API functions can be invoked using the "§
" instruction after pushing
the needed arguments and the function number.
Some API functions take strings as argument, this is indicated by an asterisk after
the parameter name. In PingPong strings are a sequence of characters terminated by
a negative value.
Some functions return handles or take them as arguments. Those handles are numbers, identifying resources for the current thread. Other threads are not able to access the resource (not even with that number). The only way to share resources between threads is to create them before forking, because forking makes an exact copy of a thread, including all open resources.
number | arguments | results | description |
---|---|---|---|
-1 | HND | closes the specified object for all threads and releases all threads blocking on it (if possible). | |
0 | HND | closes the specified object just for this thread, so that other threads still can use it. If all threads close an object this way, the object will be destroyed |
All io-functions take the access mode and a resource locator as argument and return
the handle to the opened resource or a negative error code. Arguments with asterisk
are strings terminated by a negative number.
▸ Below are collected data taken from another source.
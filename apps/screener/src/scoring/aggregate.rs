//! Score Aggregator: sums the four capped sub-scores into the composite.

use serde::{Deserialize, Serialize};

use crate::scoring::bonus::BonusScore;
use crate::scoring::education::EducationScore;
use crate::scoring::experience::ExperienceScore;
use crate::scoring::skills::SkillScore;
use crate::scoring::tables::PositionProfile;

/// Matched skills named in the summary line.
pub const SUMMARY_TOP_SKILLS: usize = 3;

/// The four sub-scores and their sum. Immutable once produced.
#[derive(Debug, Clone, PartialEq, Serialize, Deserialize)]
pub struct ScoreBreakdown {
    pub skills: SkillScore,
    pub experience: ExperienceScore,
    pub education: EducationScore,
    pub bonus: BonusScore,
    /// Composite 0–100, always `skills + experience + education + bonus`.
    pub total: f64,
}

impl ScoreBreakdown {
    fn new(
        skills: SkillScore,
        experience: ExperienceScore,
        education: EducationScore,
        bonus: BonusScore,
    ) -> Self {
        let total = skills.score + experience.score + education.score + bonus.score;
        Self {
            skills,
            experience,
            education,
            bonus,
            total,
        }
    }
}

/// The unit handed to every caller: CLI, HTTP, batch reports.
#[derive(Debug, Clone, PartialEq, Serialize, Deserialize)]
pub struct ScreeningResult {
    pub profile: String,
    pub profile_display_name: String,
    pub breakdown: ScoreBreakdown,
    pub summary: String,
    pub matched_skills: Vec<String>,
}

impl ScreeningResult {
    pub fn composite(&self) -> f64 {
        self.breakdown.total
    }
}

pub fn aggregate(
    profile: &PositionProfile,
    skills: SkillScore,
    experience: ExperienceScore,
    education: EducationScore,
    bonus: BonusScore,
) -> ScreeningResult {
    let matched_skills = skills.matched_names();
    let breakdown = ScoreBreakdown::new(skills, experience, education, bonus);
    let summary = summarize(&profile.display_name, &breakdown);

    ScreeningResult {
        profile: profile.name.clone(),
        profile_display_name: profile.display_name.clone(),
        breakdown,
        summary,
        matched_skills,
    }
}

fn summarize(display_name: &str, breakdown: &ScoreBreakdown) -> String {
    let top = breakdown.skills.top_skills(SUMMARY_TOP_SKILLS);
    let top = if top.is_empty() {
        "none matched".to_string()
    } else {
        top.join(", ")
    };
    format!(
        "{display_name}: {:.1}/100. Top skills: {top}.",
        breakdown.total
    )
}

#[cfg(test)]
mod tests {
    use super::*;
    use crate::scoring::bonus::evaluate_bonus;
    use crate::scoring::education::evaluate_education;
    use crate::scoring::experience::evaluate_experience;
    use crate::scoring::params::COMPOSITE_MAX;
    use crate::scoring::skills::match_skills;
    use crate::scoring::tables::ScoringTables;
    use chrono::NaiveDate;

    fn run(text: &str, profile: &str) -> ScreeningResult {
        let tables = ScoringTables::builtin().unwrap();
        let profile = tables.profile(profile).unwrap();
        let date = NaiveDate::from_ymd_opt(2024, 6, 15).unwrap();
        aggregate(
            profile,
            match_skills(text, profile, &tables.params),
            evaluate_experience(text, &tables.lists, &tables.params, date),
            evaluate_education(text, &tables.lists, &tables.params),
            evaluate_bonus(text, &tables.lists, &tables.params),
        )
    }

    #[test]
    fn test_total_is_sum_of_sub_scores() {
        let result = run(
            "lead engineer, 6 years experience, python aws docker, bs in cs, 30% faster builds",
            "software_engineer",
        );
        let b = &result.breakdown;
        assert_eq!(
            b.total,
            b.skills.score + b.experience.score + b.education.score + b.bonus.score
        );
    }

    #[test]
    fn test_saturated_resume_stays_in_range() {
        let text = "principal engineer, 25 years of experience. phd, stanford. ex-google, \
                    certified, award, cut costs by 40%. python java javascript aws docker \
                    kubernetes sql react node.js tensorflow pytorch machine learning ai cloud";
        for profile in ["software_engineer", "data_scientist", "devops", "full_stack"] {
            let total = run(text, profile).composite();
            assert!((0.0..=COMPOSITE_MAX).contains(&total), "{profile}: {total}");
        }
    }

    #[test]
    fn test_empty_text_scores_zero() {
        let result = run("", "software_engineer");
        assert_eq!(result.composite(), 0.0);
        assert!(result.matched_skills.is_empty());
        assert!(result.summary.contains("none matched"));
    }

    #[test]
    fn test_summary_names_profile_score_and_top_skills() {
        let result = run("git, python, aws, kubernetes", "software_engineer");
        assert!(result.summary.starts_with("Software Engineer: "));
        assert!(result.summary.contains(&format!("{:.1}/100", result.composite())));
        assert!(result.summary.ends_with("Top skills: aws, python, kubernetes."));
    }

    #[test]
    fn test_matched_skills_in_table_order() {
        let result = run("docker and python", "software_engineer");
        assert_eq!(result.matched_skills, vec!["python", "docker"]);
        assert_eq!(result.profile, "software_engineer");
    }
}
The access modes are: 0 = none, 1 = read, 2 = write, 3 = read and write.
If the resource is opened for reading, the stdin of the current thread will be set
to the resource's input stream. The same applies to stdout and the output stream.
Use function 15 to explicitly set the stdin and stdout streams to a resource.
Resource number zero is always the console the program is running in.
number | arguments | results | description |
---|---|---|---|
1 | mode filename* | HND | Opens a file for reading/writing. |
2 | mode url* | HND | Opens the resource specified by an URL. |
4 | mode x y dir | HND | Opens a stream to access the PingPong-Space starting at (x, y) in the given direction. values for dir: 0=UP, 1=RIGHT, 2=DOWN, 3=LEFT |
8 | mode address* | HND | Opens a socket connection. The address must have the following format: "1.1.1.1:80". |
9 | port | HND | Creates a TCP-IP server to wait for incoming connections on the specified port (see the following instructions on how to use the server object). |
10 | mode ServerHND | HND | Accepts a single incoming connection from a TCP-IP server object. Returns a handle to the socket. |
11 | mode ServerHND | HND | Accepts multiple incoming connections from a TCP-IP server object. Each accepted connection creates a new thread starting at the following instructions. The newly created thread gets a handle to the socket. If the listening thread is interrupted will continue execution after skipping one instruction. |
15 | mode HND | Sets the default input and/or output streams (depends on mode) to the specified resource. |
For thread synchronization two methods are supported: Mutexes and Events. A mutex is
an object that can be owned by a single thread at a time, all other threads trying to
acquire the mutex will wait for the owning thread to release it or to terminate.
Then one of the waiting threads will take control over the mutex. A thread can acquire
the same mutex multiple times, but it has to release it the same number of times.
Events can be used to let a number of threads
wait for something to happen (nomen est omen). They have an internal state (triggered or
non triggered) which can be set, reset or pulsed (set and reset in one) by any thread.
In the moment the state switches to triggered, all threads waiting for the event will
be released. Using the single pulse you can also just release one waiting thread which
will not affect the trigger state of the event. The order of release is not specified.
Both, events and mutexes are represented by the same type of object (sync-object), the
real behaviour of the sync-object depends on the way you use it.
number | arguments | results | description |
---|---|---|---|
16 | HND | creates a sync-object which is not triggered and not owned by any thread. | |
17 | HND | creates a sync-object which is triggered and owned by the calling thread. | |
18 | HND | get mutex | |
19 | HND | release mutex | |
24 | HND | set event. releases all threads waiting for this event. further calls to wait will not block. | |
25 | HND | reset event. further calls to wait will block. | |
26 | HND | pulse event. combines set and reset atomically. | |
27 | HND | single pulse. releases only one thread waiting for the event. | |
28 | HND | wait for event | |
32 | time | sleeps the specified time in milliseconds. |
This API is used to load text files into the PingPong-Space. This is done in the same way
like the interpreter loads the program's source into the space and can therefore be used
to load either data or program code.
Underwriting loads a file into the current space, but it does not overwrite existing
code. It changes only positions with noP's.
Overwriting loads a file and replaces existing code but only on positions where there
is no noP in the loaded file.
number | arguments | results | description |
---|---|---|---|
48 | filename* x y | Overwrites the PingPong-Space with the textfile starting at the given position. All characters are converted to PPCCT. | |
49 | filename* x y | Underwrites the PingPong-Space with the textfile starting at the given position. All characters are converted to PPCCT. | |
50 | filename* | SpaceHND | Creates a new PingPong-Space, loads the file into it and returns a handle to the space. <not yet implemented> |